= Clan Gillanders =

Scottish clan

Clan Gillanders, also known in Scottish Gaelic as Clann Ghille Ainnriais, is a Scottish clan whose genealogy is preserved in the 15th-century manuscript MS 1467.

==MS 1467==

===Transcriptions and translations===

| Skene's mid-19th century transcription of the Gaelic | Skene's mid-19th century translation into English |
|---|---|
| Pal ic Tire ic Eogan ic Muiredaigh ic Poil ic Gilleanris ic Martain ic Poil ic Cainig ic Cranin ic Eogan ic Cainig ic Cranin mc Gilleeoin ha hairde ic Eirc ic Loirn ic Fearchar mc Cormac ic Airbertaig ic Feradaig. | Paul son of Tire son of Ewen son of Murdoch son of Paul son of Gilleanrias son of Martin son of Paul son of Kenneth son of Crinan son of Ewen son of Kenneth son of Crinan son of Gilleoin of the Aird son of Erc son of Lorn son of Ferchar son of Cormac son of Oibertaigh son of Feradach. |
| Skene's late 19th century transcription of the Gaelic | Skene's late 19th century translation into English |
| Pal mac Tire mhic Eogain mhic Muredaig mhic Poil mhic Gilleainnrias mhic Martain mhic Poil mhic Cainnig mhic Cristin mhic Eogain mhic Cainnig mhic Cristin mhic Gillaeoin na hairde mhic Eirc mhic Loairn mhic Ferchair mhic Cormac mhic Airbertaigh mhic Fearadhach. | Paul son of Tire son of Ewen son of Muredach son of Paul son of Gillandres son of Martin son of Paul son of Kenneth son of Cristin son of Ewen son of Kenneth son of Cristin son of Gillaeoin of the Aird son of Erc son of Lorn son of Ferchard son of Cormac son of Airbertach son of Feradach. |

===Summary===
According to this manuscript, the clan's chief was Paul Mactire, a man who appears in contemporary records in the 1360s. The manuscript records that Paul's 3rd great-grandfather was Gillanders, who was in turn eight generations in descent from Gilleoin of the Aird, who is also recorded within as the progenitor of the Mackenzies and the Mathesons. Gilleoin of the Aird is thought to have flourished around 1140, and is thought to have governed a large expanse of land in the north of Scotland, independent of the 12th century mormaers of Moray. According to Alexander Grant, he is likely to have filled the vacuum in southern Ross, left by the reduction of Norse power in the later part of the 11th century.
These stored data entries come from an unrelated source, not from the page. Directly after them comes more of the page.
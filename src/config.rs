//! Cache Configuration
//!
//! Per-cache settings, loadable from YAML:
//!
//! ```yaml
//! cache_mode: repl_sync
//! use_lazy_deserialization: true
//! force_return_values: false
//! sync_repl_timeout_ms: 15000
//! cluster_loader:
//!   remote_call_timeout_ms: 5000
//! ```

use std::path::Path;
use std::time::Duration;

use serde::{Deserialize, Serialize};

use crate::error::{Error, Result};

/// How writes propagate to other members
#[derive(Debug, Clone, Copy, PartialEq, Eq, Default, Serialize, Deserialize)]
#[serde(rename_all = "snake_case")]
pub enum CacheMode {
    /// No replication
    #[default]
    Local,
    /// Replicate and wait for every member
    ReplSync,
    /// Replicate without waiting
    ReplAsync,
}

impl CacheMode {
    pub fn is_clustered(&self) -> bool {
        !matches!(self, CacheMode::Local)
    }

    pub fn is_synchronous(&self) -> bool {
        matches!(self, CacheMode::ReplSync)
    }
}

impl std::fmt::Display for CacheMode {
    fn fmt(&self, f: &mut std::fmt::Formatter<'_>) -> std::fmt::Result {
        match self {
            CacheMode::Local => write!(f, "local"),
            CacheMode::ReplSync => write!(f, "repl_sync"),
            CacheMode::ReplAsync => write!(f, "repl_async"),
        }
    }
}

/// Cluster cache loader settings
#[derive(Debug, Clone, PartialEq, Eq, Serialize, Deserialize)]
#[serde(default)]
pub struct ClusterLoaderConfig {
    /// How long a clustered get waits for a valid response
    pub remote_call_timeout_ms: u64,
}

impl ClusterLoaderConfig {
    pub fn remote_call_timeout(&self) -> Duration {
        Duration::from_millis(self.remote_call_timeout_ms)
    }
}

impl Default for ClusterLoaderConfig {
    fn default() -> Self {
        Self {
            remote_call_timeout_ms: 5_000,
        }
    }
}

/// Cache configuration
#[derive(Debug, Clone, PartialEq, Eq, Serialize, Deserialize)]
#[serde(default)]
pub struct CacheConfig {
    /// Replication mode
    pub cache_mode: CacheMode,
    /// Store keys and values as marshalled values
    pub use_lazy_deserialization: bool,
    /// Load missing keys before writes so the previous value can be returned
    pub force_return_values: bool,
    /// Deadline for synchronous replication
    pub sync_repl_timeout_ms: u64,
    /// Fetch local misses from other members
    pub cluster_loader: Option<ClusterLoaderConfig>,
}

impl Default for CacheConfig {
    fn default() -> Self {
        Self {
            cache_mode: CacheMode::Local,
            use_lazy_deserialization: false,
            force_return_values: false,
            sync_repl_timeout_ms: 15_000,
            cluster_loader: None,
        }
    }
}

impl CacheConfig {
    /// A replicated configuration with defaults for everything else
    pub fn replicated(mode: CacheMode) -> Self {
        Self {
            cache_mode: mode,
            ..Self::default()
        }
    }

    pub fn with_lazy_deserialization(mut self, enabled: bool) -> Self {
        self.use_lazy_deserialization = enabled;
        self
    }

    pub fn with_force_return_values(mut self, enabled: bool) -> Self {
        self.force_return_values = enabled;
        self
    }

    pub fn with_cluster_loader(mut self, remote_call_timeout_ms: u64) -> Self {
        self.cluster_loader = Some(ClusterLoaderConfig { remote_call_timeout_ms });
        self
    }

    pub fn sync_repl_timeout(&self) -> Duration {
        Duration::from_millis(self.sync_repl_timeout_ms)
    }

    /// Reject combinations that cannot work
    pub fn validate(&self) -> Result<()> {
        if let Some(loader) = &self.cluster_loader {
            if !self.cache_mode.is_clustered() {
                return Err(Error::Config(
                    "cluster_loader requires a replicated cache_mode".into(),
                ));
            }
            if loader.remote_call_timeout_ms == 0 {
                return Err(Error::Config(
                    "cluster_loader.remote_call_timeout_ms must be positive".into(),
                ));
            }
        }
        if self.cache_mode.is_synchronous() && self.sync_repl_timeout_ms == 0 {
            return Err(Error::Config("sync_repl_timeout_ms must be positive".into()));
        }
        Ok(())
    }

    /// Parse and validate a YAML document
    pub fn from_yaml_str(yaml: &str) -> Result<Self> {
        let config: CacheConfig = serde_yaml::from_str(yaml)?;
        config.validate()?;
        Ok(config)
    }

    /// Load and validate a YAML file
    pub fn from_file(path: impl AsRef<Path>) -> Result<Self> {
        let contents = std::fs::read_to_string(path)?;
        Self::from_yaml_str(&contents)
    }
}
//! Codec Registry
//!
//! Maps compact one-byte type tags to `(write, read)` pairs. Codecs are plain
//! values built from closures; the registry resolves them by tag when reading
//! and by the runtime type of an [`Object`] when writing.

use std::any::{type_name, TypeId};
use std::collections::HashMap;
use std::sync::Arc;

use super::builtin;
use super::marshaller::{InputSession, OutputSession};
use super::object::{CacheObject, Object};
use crate::error::{Error, Result};

/// First tag available to application codecs; lower tags are built-ins
pub const USER_TAG_START: u8 = 0x40;

type WriteFn = dyn Fn(&mut OutputSession<'_>, &Object) -> Result<()> + Send + Sync;
type ReadFn = dyn Fn(&mut InputSession<'_>) -> Result<Object> + Send + Sync;

// =============================================================================
// Codec
// =============================================================================

/// A `(write, read)` pair registered under a type tag
///
/// `write` emits exactly the payload that follows the tag and `read` consumes
/// exactly that payload.
#[derive(Clone)]
pub struct Codec {
    tag: u8,
    type_id: TypeId,
    type_name: &'static str,
    write: Arc<WriteFn>,
    read: Arc<ReadFn>,
}

impl Codec {
    /// Build a codec for `T`
    pub fn new<T, W, R>(tag: u8, write: W, read: R) -> Self
    where
        T: CacheObject,
        W: Fn(&mut OutputSession<'_>, &T) -> Result<()> + Send + Sync + 'static,
        R: Fn(&mut InputSession<'_>) -> Result<T> + Send + Sync + 'static,
    {
        let write: Arc<WriteFn> = Arc::new(move |out: &mut OutputSession<'_>, object: &Object| {
            let value = object.downcast_ref::<T>().ok_or_else(|| {
                Error::non_serializable(
                    object.type_name(),
                    format!("codec 0x{tag:02x} only writes {}", type_name::<T>()),
                )
            })?;
            write(out, value)
        });
        let read: Arc<ReadFn> =
            Arc::new(move |input: &mut InputSession<'_>| read(input).map(Object::new));

        Self {
            tag,
            type_id: TypeId::of::<T>(),
            type_name: type_name::<T>(),
            write,
            read,
        }
    }

    /// The type tag
    pub fn tag(&self) -> u8 {
        self.tag
    }

    /// Name of the type this codec handles
    pub fn type_name(&self) -> &'static str {
        self.type_name
    }

    /// Emit the payload for `object`
    pub fn write(&self, out: &mut OutputSession<'_>, object: &Object) -> Result<()> {
        (self.write)(out, object)
    }

    /// Consume one payload
    pub fn read(&self, input: &mut InputSession<'_>) -> Result<Object> {
        (self.read)(input)
    }
}

impl std::fmt::Debug for Codec {
    fn fmt(&self, f: &mut std::fmt::Formatter<'_>) -> std::fmt::Result {
        f.debug_struct("Codec")
            .field("tag", &format_args!("0x{:02x}", self.tag))
            .field("type", &self.type_name)
            .finish()
    }
}

// =============================================================================
// Registry
// =============================================================================

/// Tag and type indexed codec table
#[derive(Clone, Debug, Default)]
pub struct CodecRegistry {
    by_tag: HashMap<u8, Codec>,
    by_type: HashMap<TypeId, u8>,
}

impl CodecRegistry {
    /// An empty registry
    pub fn new() -> Self {
        Self::default()
    }

    /// A registry holding every built-in codec
    pub fn with_builtins() -> Self {
        let mut registry = Self::new();
        for codec in builtin::codecs() {
            registry.insert(codec);
        }
        registry
    }

    fn insert(&mut self, codec: Codec) {
        self.by_type.insert(codec.type_id, codec.tag);
        self.by_tag.insert(codec.tag, codec);
    }

    /// Register a codec, refusing duplicate tags or types
    pub fn register(&mut self, codec: Codec) -> Result<()> {
        if let Some(existing) = self.by_tag.get(&codec.tag) {
            return Err(Error::Config(format!(
                "type tag 0x{:02x} already registered for {}",
                codec.tag, existing.type_name
            )));
        }
        if self.by_type.contains_key(&codec.type_id) {
            return Err(Error::Config(format!(
                "type {} already has a codec",
                codec.type_name
            )));
        }
        tracing::debug!(tag = codec.tag, type_name = codec.type_name, "registered codec");
        self.insert(codec);
        Ok(())
    }

    /// Codec for a tag read off the wire
    pub fn codec_for_tag(&self, tag: u8) -> Result<&Codec> {
        self.by_tag.get(&tag).ok_or(Error::CodecMissing { tag })
    }

    /// Codec for the runtime type of `object`
    pub fn codec_for_object(&self, object: &Object) -> Result<&Codec> {
        self.by_type
            .get(&object.type_id())
            .and_then(|tag| self.by_tag.get(tag))
            .ok_or_else(|| Error::non_serializable(object.type_name(), "no codec registered"))
    }

    /// Whether a codec exists for `T`
    pub fn contains_type<T: 'static>(&self) -> bool {
        self.by_type.contains_key(&TypeId::of::<T>())
    }

    /// Number of registered codecs
    pub fn len(&self) -> usize {
        self.by_tag.len()
    }

    /// Whether the registry is empty
    pub fn is_empty(&self) -> bool {
        self.by_tag.is_empty()
    }
}

// =============================================================================
// Tests
// =============================================================================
According to William Forbes Skene, this manuscript shows that Paul descended from a brother of Fearchar, Earl of Ross. W. D. H. Sellar pointed out that there are too many generations between Paul and Gilleoin of the Aird. Sellar considered that the genealogy combined the descendants of Gilleoin of the Aird with the ancestors of Paul; thus, that the genealogy should actually start with the Paul who appears in the manuscript as Gillander's grandfather. However, according to William Matheson, it is possible that this Paul is Páll Bálkason, a 13th-century sheriff of Skye. Matheson considered that Páll Bálkason's father was an ancestor of the MacPhails, MacKillops, and the MacLeods. (Note: Sellar disagreed with Matheson's assertion that the MacLeods descended in the male line from Páll Bálkason.)

The personal name Gillanders is an Anglicised form of a Gaelic name meaning 'Servant of (St) Andrew'. The Gaelic name was a common one in mediaeval Scotland. According to Grant, there are two men who appear in contemporary records in the 13th century, that may belong to the clan. These men are Gillanders MacIsaac, and Isaac MacGillanders, who are thought to be father and son. According to Grant, since Gillanders MacIsaac flourished in about 1231, this could make him a contemporary of the Gillanders recorded in the manuscript, and possibly could mean they are the same individual. Grant suggested that the lands of Gillanders MacIsaac may have been on the Black Isle, or lower Strathconon, or around Dingwall.

==Clan Ross==

A 17th-century tradition stated that the daughter of Paul Mactire married a Ross of Balnagown, and from then on the Rosses were known in Gaelic as Clan Leamdreis.